S. P. Varma (Jammu and Kashmir) is a social worker and a peace activist from Jammu and Kashmir who has made exemplary contribution by spreading the message of peace in trouble-torn areas of the Kashmir valley. He met Nirmala Deshpande, an eminent Gandhian, at Jammu in 1990. Inspired by her work and dedication, he left his government job (Civil Engineer) and dedicated himself to Gandhism.

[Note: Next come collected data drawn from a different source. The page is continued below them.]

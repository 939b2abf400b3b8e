use async_trait::async_trait;
use reqwest::RequestBuilder;
use serde::de::DeserializeOwned;
use serde::{Deserialize, Serialize};
use serde_json::Value;

use super::models::Envelope;
use super::{
    ApiError, ApiResult, Comment, Credentials, InkwellApi, NewAccount, NewComment, NewPost, Post,
    PostKey, Profile,
};
use crate::config::ApiConfig;

/// `reqwest`-backed client for the Inkwell REST API.
///
/// No cookie jar is kept: one front-end process serves many browsers, so every call carries the
/// identifiers it needs in its body.
#[derive(Clone)]
pub struct ApiClient {
    http: reqwest::Client,
    base_url: String,
}

#[derive(Serialize)]
struct KeyedAction<'a> {
    #[serde(flatten)]
    key: &'a PostKey,
    #[serde(skip_serializing_if = "Option::is_none")]
    username: Option<&'a str>,
    #[serde(skip_serializing_if = "Option::is_none")]
    author_id: Option<&'a str>,
}

#[derive(Deserialize)]
struct LikeToggled {
    liked: bool,
}

impl ApiClient {
    pub fn new(config: &ApiConfig) -> ApiResult<Self> {
        let mut builder = reqwest::Client::builder();
        if let Some(timeout) = config.timeout() {
            builder = builder.timeout(timeout);
        }
        Ok(Self {
            http: builder.build()?,
            base_url: config.base_url.trim_end_matches('/').to_string(),
        })
    }

    pub fn base_url(&self) -> &str {
        &self.base_url
    }

    fn endpoint(&self, path: &str) -> String {
        format!("{}/{}", self.base_url, path.trim_start_matches('/'))
    }

    /// Send a request and unwrap the `{success, message, data}` envelope.
    async fn send<T: DeserializeOwned>(&self, request: RequestBuilder) -> ApiResult<Option<T>> {
        let response = request.send().await?;
        let status = response.status();
        let body = response.text().await?;

        let envelope: Envelope<T> = match serde_json::from_str(&body) {
            Ok(envelope) => envelope,
            Err(e) if status.is_success() => return Err(ApiError::Malformed(e.to_string())),
            Err(_) => {
                return Err(ApiError::Rejected {
                    status: status.as_u16(),
                    message: String::new(),
                })
            }
        };

        if !status.is_success() || !envelope.success {
            return Err(ApiError::Rejected {
                status: status.as_u16(),
                message: envelope.message,
            });
        }

        tracing::debug!(status = status.as_u16(), message = %envelope.message, "api call ok");
        Ok(envelope.data)
    }

    async fn profile(&self, request: RequestBuilder) -> ApiResult<Profile> {
        self.send::<Profile>(request)
            .await?
            .ok_or_else(|| ApiError::Malformed("response carried no user".into()))
    }
}

#[async_trait]
impl InkwellApi for ApiClient {
    async fn register(&self, account: &NewAccount) -> ApiResult<Profile> {
        self.profile(self.http.post(self.endpoint("register")).json(account))
            .await
    }

    async fn login(&self, credentials: &Credentials) -> ApiResult<Profile> {
        self.profile(self.http.post(self.endpoint("login")).json(credentials))
            .await
    }

    async fn logout(&self) -> ApiResult<()> {
        self.send::<Value>(self.http.post(self.endpoint("logout")))
            .await
            .map(|_| ())
    }

    async fn list_blogs(&self) -> ApiResult<Vec<Post>> {
        Ok(self
            .send::<Vec<Post>>(self.http.get(self.endpoint("blogs")))
            .await?
            .unwrap_or_default())
    }

    async fn create_blog(&self, post: &NewPost) -> ApiResult<Option<String>> {
        let data = self
            .send::<Value>(self.http.post(self.endpoint("blogs")).json(post))
            .await?;
        Ok(data
            .as_ref()
            .and_then(|d| d.get("id"))
            .and_then(Value::as_str)
            .map(str::to_string))
    }

    async fn delete_blog(&self, key: &PostKey, author_id: &str) -> ApiResult<()> {
        let body = KeyedAction {
            key,
            username: None,
            author_id: Some(author_id),
        };
        self.send::<Value>(self.http.delete(self.endpoint("blogs/delete")).json(&body))
            .await
            .map(|_| ())
    }

    async fn increment_views(&self, key: &PostKey) -> ApiResult<()> {
        let body = KeyedAction {
            key,
            username: None,
            author_id: None,
        };
        self.send::<Value>(
            self.http
                .post(self.endpoint("blogs/increment-views"))
                .json(&body),
        )
        .await
        .map(|_| ())
    }

    async fn toggle_like(&self, key: &PostKey, username: &str) -> ApiResult<bool> {
        let body = KeyedAction {
            key,
            username: Some(username),
            author_id: None,
        };
        self.send::<LikeToggled>(self.http.post(self.endpoint("blogs/toggle-like")).json(&body))
            .await?
            .map(|toggled| toggled.liked)
            .ok_or_else(|| ApiError::Malformed("toggle-like response carried no state".into()))
    }

    async fn list_comments(&self, blog_id: &str) -> ApiResult<Vec<Comment>> {
        Ok(self
            .send::<Vec<Comment>>(
                self.http
                    .get(self.endpoint("comments"))
                    .query(&[("blog_id", blog_id)]),
            )
            .await?
            .unwrap_or_default())
    }

    async fn add_comment(&self, comment: &NewComment) -> ApiResult<()> {
        self.send::<Value>(self.http.post(self.endpoint("comments")).json(comment))
            .await
            .map(|_| ())
    }
}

He organised local communities for inter-faith meetings to re-establish the shattered trust in the Kashmir valley. He spread the movement to other disturbed areas of Doda, Udhampur, Rajouri and Poonch. The success achieved motivated him to gradually take the movement to other parts of the country especially in North East India and Naxalite hit areas of the country.

S. P. Varma organised National Integration Camps, Aman Melas, Peace Marches, All-faith prayers, Seminars, Conferences, Workshops, Gandhian quiz competitions and cultural-Sports events in various pockets of the State as well as country in collaboration with various agencies during 1990–2015.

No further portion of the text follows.